• **What you should do**
Please write out each entry below exactly as it appears.

───── Given information ─────

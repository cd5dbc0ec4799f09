/*!
 * Error Types
 * Centralized error handling with thiserror, miette, and serde support
 */

use crate::core::types::{Context, ContextMask};
use crate::process::ProcessState;
use miette::Diagnostic;
use serde::{Deserialize, Serialize};
use thiserror::Error;

/// Scheduler operation result
pub type SchedulerResult<T> = Result<T, SchedulerError>;

/// Scheduler errors with serialization support
///
/// Only submission-time and configuration failures surface here. Failures
/// raised while a process is being polled are contained inside the tick.
#[derive(Error, Debug, Clone, Serialize, Deserialize, PartialEq, Eq, Diagnostic)]
#[serde(tag = "error_type", content = "details", rename_all = "snake_case")]
pub enum SchedulerError {
    #[error("Process has no payload and no job attached")]
    #[diagnostic(
        code(scheduler::empty_payload),
        help("Attach a task, a callback, or a job before starting the process.")
    )]
    EmptyPayload,

    #[error("Process resolves to no execution context")]
    #[diagnostic(
        code(scheduler::empty_context_mask),
        help("A task must declare at least one context in Task::contexts().")
    )]
    EmptyContextMask,

    #[error("Context {context} is not supported by this payload (supports: {supported})")]
    #[diagnostic(
        code(scheduler::unsupported_context),
        help("Restrict the requested contexts to those the payload declares.")
    )]
    UnsupportedContext {
        context: Context,
        supported: ContextMask,
    },

    #[error("Execution unit {context} is at capacity ({capacity} processes)")]
    #[diagnostic(
        code(scheduler::capacity_exceeded),
        help("Raise UnitConfig::capacity or wait for running processes to finish.")
    )]
    CapacityExceeded { context: Context, capacity: usize },

    #[error("Request queue for {context} is full ({capacity} pending)")]
    #[diagnostic(
        code(scheduler::queue_full),
        help("The unit is not being ticked fast enough to drain its queue.")
    )]
    QueueFull { context: Context, capacity: usize },

    #[error("Process is still being evicted from another context")]
    #[diagnostic(
        code(scheduler::still_evicting),
        help("Retry once every unit that held the process has ticked.")
    )]
    StillEvicting,

    #[error("Invalid state transition: {from:?} -> {to:?}")]
    #[diagnostic(code(scheduler::invalid_state_transition))]
    InvalidStateTransition { from: ProcessState, to: ProcessState },

    #[error("Scheduler is shutting down")]
    #[diagnostic(
        code(scheduler::shutting_down),
        help("No new work is accepted after Scheduler::shutdown.")
    )]
    ShuttingDown,

    #[error("Failed to spawn worker thread: {0}")]
    #[diagnostic(code(scheduler::worker_spawn))]
    WorkerSpawn(String),

    #[error("Invalid configuration: {0}")]
    #[diagnostic(
        code(scheduler::invalid_config),
        help("Check capacities, batch policies and worker limits.")
    )]
    Config(String),
}

impl SchedulerError {
    /// Capacity errors are retryable once the unit drains
    pub fn is_capacity(&self) -> bool {
        matches!(
            self,
            SchedulerError::CapacityExceeded { .. } | SchedulerError::QueueFull { .. }
        )
    }
}

impl From<std::io::Error> for SchedulerError {
    fn from(err: std::io::Error) -> Self {
        SchedulerError::Config(err.to_string())
    }
}

impl From<serde_json::Error> for SchedulerError {
    fn from(err: serde_json::Error) -> Self {
        SchedulerError::Config(err.to_string())
    }
}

─────

• **Reply to the task**
repository cd5dbc0ec4799f09
/*!
 * Error Types
 * Centralized error handling with thiserror, miette, and serde support
 */

use crate::core::types::{Context, ContextMask};
use crate::process::ProcessState;
use miette::Diagnostic;
use serde::{Deserialize, Serialize};
use thiserror::Error;

/// Scheduler operation result
pub type SchedulerResult<T> = Result<T, SchedulerError>;

/// Scheduler errors with serialization support
///
/// Only submission-time and configuration failures surface here. Failures
/// raised while a process is being polled are contained inside the tick.
#[derive(Error, Debug, Clone, Serialize, Deserialize, PartialEq, Eq, Diagnostic)]
#[serde(tag = "error_type", content = "details", rename_all = "snake_case")]
pub enum SchedulerError {
    #[error("Process has no payload and no job attached")]
    #[diagnostic(
        code(scheduler::empty_payload),
        help("Attach a task, a callback, or a job before starting the process.")
    )]
    EmptyPayload,

    #[error("Process resolves to no execution context")]
    #[diagnostic(
        code(scheduler::empty_context_mask),
        help("A task must declare at least one context in Task::contexts().")
    )]
    EmptyContextMask,

    #[error("Context {context} is not supported by this payload (supports: {supported})")]
    #[diagnostic(
        code(scheduler::unsupported_context),
        help("Restrict the requested contexts to those the payload declares.")
    )]
    UnsupportedContext {
        context: Context,
        supported: ContextMask,
    },

    #[error("Execution unit {context} is at capacity ({capacity} processes)")]
    #[diagnostic(
        code(scheduler::capacity_exceeded),
        help("Raise UnitConfig::capacity or wait for running processes to finish.")
    )]
    CapacityExceeded { context: Context, capacity: usize },

    #[error("Request queue for {context} is full ({capacity} pending)")]
    #[diagnostic(
        code(scheduler::queue_full),
        help("The unit is not being ticked fast enough to drain its queue.")
    )]
    QueueFull { context: Context, capacity: usize },

    #[error("Process is still being evicted from another context")]
    #[diagnostic(
        code(scheduler::still_evicting),
        help("Retry once every unit that held the process has ticked.")
    )]
    StillEvicting,

    #[error("Invalid state transition: {from:?} -> {to:?}")]
    #[diagnostic(code(scheduler::invalid_state_transition))]
    InvalidStateTransition { from: ProcessState, to: ProcessState },

    #[error("Scheduler is shutting down")]
    #[diagnostic(
        code(scheduler::shutting_down),
        help("No new work is accepted after Scheduler::shutdown.")
    )]
    ShuttingDown,

    #[error("Failed to spawn worker thread: {0}")]
    #[diagnostic(code(scheduler::worker_spawn))]
    WorkerSpawn(String),

    #[error("Invalid configuration: {0}")]
    #[diagnostic(
        code(scheduler::invalid_config),
        help("Check capacities, batch policies and worker limits.")
    )]
    Config(String),
}

impl SchedulerError {
    /// Capacity errors are retryable once the unit drains
    pub fn is_capacity(&self) -> bool {
        matches!(
            self,
            SchedulerError::CapacityExceeded { .. } | SchedulerError::QueueFull { .. }
        )
    }
}

impl From<std::io::Error> for SchedulerError {
    fn from(err: std::io::Error) -> Self {
        SchedulerError::Config(err.to_string())
    }
}

impl From<serde_json::Error> for SchedulerError {
    fn from(err: serde_json::Error) -> Self {
        SchedulerError::Config(err.to_string())
    }
}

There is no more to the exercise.